Repealing Obamacare would cut federal spending by $932 billion from 2013, when the Medicaid expansion in the states is scheduled to begin, through 2022. Block grants to the states represent another $810 billion in cuts. Combined, the cuts would eliminate 38 percent of federal spending on the program. For Mississippi, the cuts would be deeper: Under the House budget, the state would get 40 percent less money from the federal government than it would under the Affordable Care Act (see figure 3, below). In 2022, federal funds to Mississippi drops another 8 percent, to 48 percent less. Under the ACA, Mississippi stands to receive $8.2 billion in 2022; under the Republican plan, $4.2 billion (see figure 3).
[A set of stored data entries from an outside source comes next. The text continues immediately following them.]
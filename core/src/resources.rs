//! # Resource Patching
//!
//! Ordered, name-unique value resources (`<color>`, style `<item>`).
//!
//! The default policy is presence-idempotent: once a name exists its value
//! is left alone, whatever a later call asks for. [`ResourceMode::UpdateIfChanged`]
//! opts into rewriting stale values.

use crate::outcome::PatchOutcome;
use crate::xml::XmlNode;
use serde::{Deserialize, Serialize};
use tracing::debug;

const NAME: &str = "name";

/// How an already-present name is treated.
#[derive(Debug, Clone, Copy, Default, PartialEq, Eq, Serialize, Deserialize)]
#[serde(rename_all = "kebab-case")]
pub enum ResourceMode {
    /// Existing entries win.
    #[default]
    KeepExisting,
    /// Existing entries are rewritten when their value differs.
    UpdateIfChanged,
}

/// A single `{name, value}` resource.
#[derive(Debug, Clone, PartialEq, Eq, Serialize, Deserialize)]
pub struct NamedResource {
    /// Unique name within the list.
    pub name: String,
    /// Resource value, e.g. `#1a1a1a`.
    pub value: String,
}

/// Ordered resources of one category. Names are unique.
#[derive(Debug, Clone, Default, PartialEq, Eq)]
pub struct ResourceList {
    entries: Vec<NamedResource>,
}

impl ResourceList {
    /// Creates an empty list.
    pub fn new() -> Self {
        Self::default()
    }

    /// Reads the `tag` children of `parent` that carry a `name` attribute.
    /// Later duplicates of a name are ignored.
    pub fn read(parent: &XmlNode, tag: &str) -> Self {
        let mut list = Self::new();
        for child in parent.children_named(tag) {
            if let Some(name) = child.attr(NAME) {
                if list.get(name).is_none() {
                    list.entries.push(NamedResource {
                        name: name.to_string(),
                        value: child.text.clone().unwrap_or_default(),
                    });
                }
            }
        }
        list
    }

    /// Writes the list back into `parent`.
    ///
    /// Existing elements keep their position and extra attributes; only their
    /// text changes when the value differs. New entries are placed after the
    /// last existing `tag` child, or at the end.
    pub fn write(&self, parent: &mut XmlNode, tag: &str) {
        for entry in &self.entries {
            let existing = parent
                .children
                .iter_mut()
                .find(|c| c.tag == tag && c.attr(NAME) == Some(entry.name.as_str()));
            match existing {
                Some(node) => {
                    if node.text.as_deref().unwrap_or_default() != entry.value {
                        node.text = Some(entry.value.clone());
                    }
                }
                None => {
                    let node = XmlNode::new(tag)
                        .with_attr(NAME, entry.name.clone())
                        .with_text(entry.value.clone());
                    let at = parent
                        .children
                        .iter()
                        .rposition(|c| c.tag == tag)
                        .map_or(parent.children.len(), |i| i + 1);
                    parent.children.insert(at, node);
                }
            }
        }
    }

    /// Looks up an entry by name.
    pub fn get(&self, name: &str) -> Option<&NamedResource> {
        self.entries.iter().find(|e| e.name == name)
    }

    /// Iterates in list order.
    pub fn iter(&self) -> impl Iterator<Item = &NamedResource> {
        self.entries.iter()
    }

    /// Number of entries.
    pub fn len(&self) -> usize {
        self.entries.len()
    }

    /// Whether the list is empty.
    pub fn is_empty(&self) -> bool {
        self.entries.is_empty()
    }
}

impl FromIterator<NamedResource> for ResourceList {
    fn from_iter<I: IntoIterator<Item = NamedResource>>(iter: I) -> Self {
        let mut list = Self::new();
        for entry in iter {
            ensure_named_resource(&mut list, &entry.name, &entry.value);
        }
        list
    }
}

/// One `<style>` entry and its items.
#[derive(Debug, Clone, PartialEq, Eq)]
pub struct StyleNode {
    /// Style name, e.g. `AppTheme`.
    pub name: String,
    /// Items scoped to this style.
    pub items: ResourceList,
}

impl StyleNode {
    /// Reads a style element, taking its `item_tag` children as items.
    pub fn read(node: &XmlNode, item_tag: &str) -> Self {
        Self {
            name: node.attr(NAME).unwrap_or_default().to_string(),
            items: ResourceList::read(node, item_tag),
        }
    }
}

/// Appends `{name, value}` unless `name` is already present.
pub fn ensure_named_resource(list: &mut ResourceList, name: &str, value: &str) -> PatchOutcome {
    ensure_named_resource_with(list, name, value, ResourceMode::KeepExisting)
}

/// [`ensure_named_resource`] with an explicit [`ResourceMode`].
pub fn ensure_named_resource_with(
    list: &mut ResourceList,
    name: &str,
    value: &str,
    mode: ResourceMode,
) -> PatchOutcome {
    match list.entries.iter_mut().find(|e| e.name == name) {
        Some(entry) if mode == ResourceMode::UpdateIfChanged && entry.value != value => {
            debug!("resource {}: {} -> {}", name, entry.value, value);
            entry.value = value.to_string();
            PatchOutcome::Updated
        }
        Some(_) => PatchOutcome::AlreadyPresent,
        None => {
            list.entries.push(NamedResource {
                name: name.to_string(),
                value: value.to_string(),
            });
            PatchOutcome::applied()
        }
    }
}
Medicaid enrollment would also be affected. Obamacare promises to provide health insurance for an estimated 32.9 million Americans by 2022, still leaving about 27 million uninsured, The Commonwealth Fund estimates. Under the Republican budget, the number of uninsured Americans climbs by 12 million almost immediately, resulting in 72 million uninsured in 2022. For Mississippi, the numbers are more dramatic. Under the Democratic plan, the number of uninsured drops to 10.6 percent; under the Republican plan, the uninsured rise to nearly one-third of the population.

Kaiser estimates that Mississippi would have to increase its Medicaid spending by $2.1 billion in 2022 to insure the same number of low-income citizens as the PPACA would do, an increase of 131 percent. (see figure 3)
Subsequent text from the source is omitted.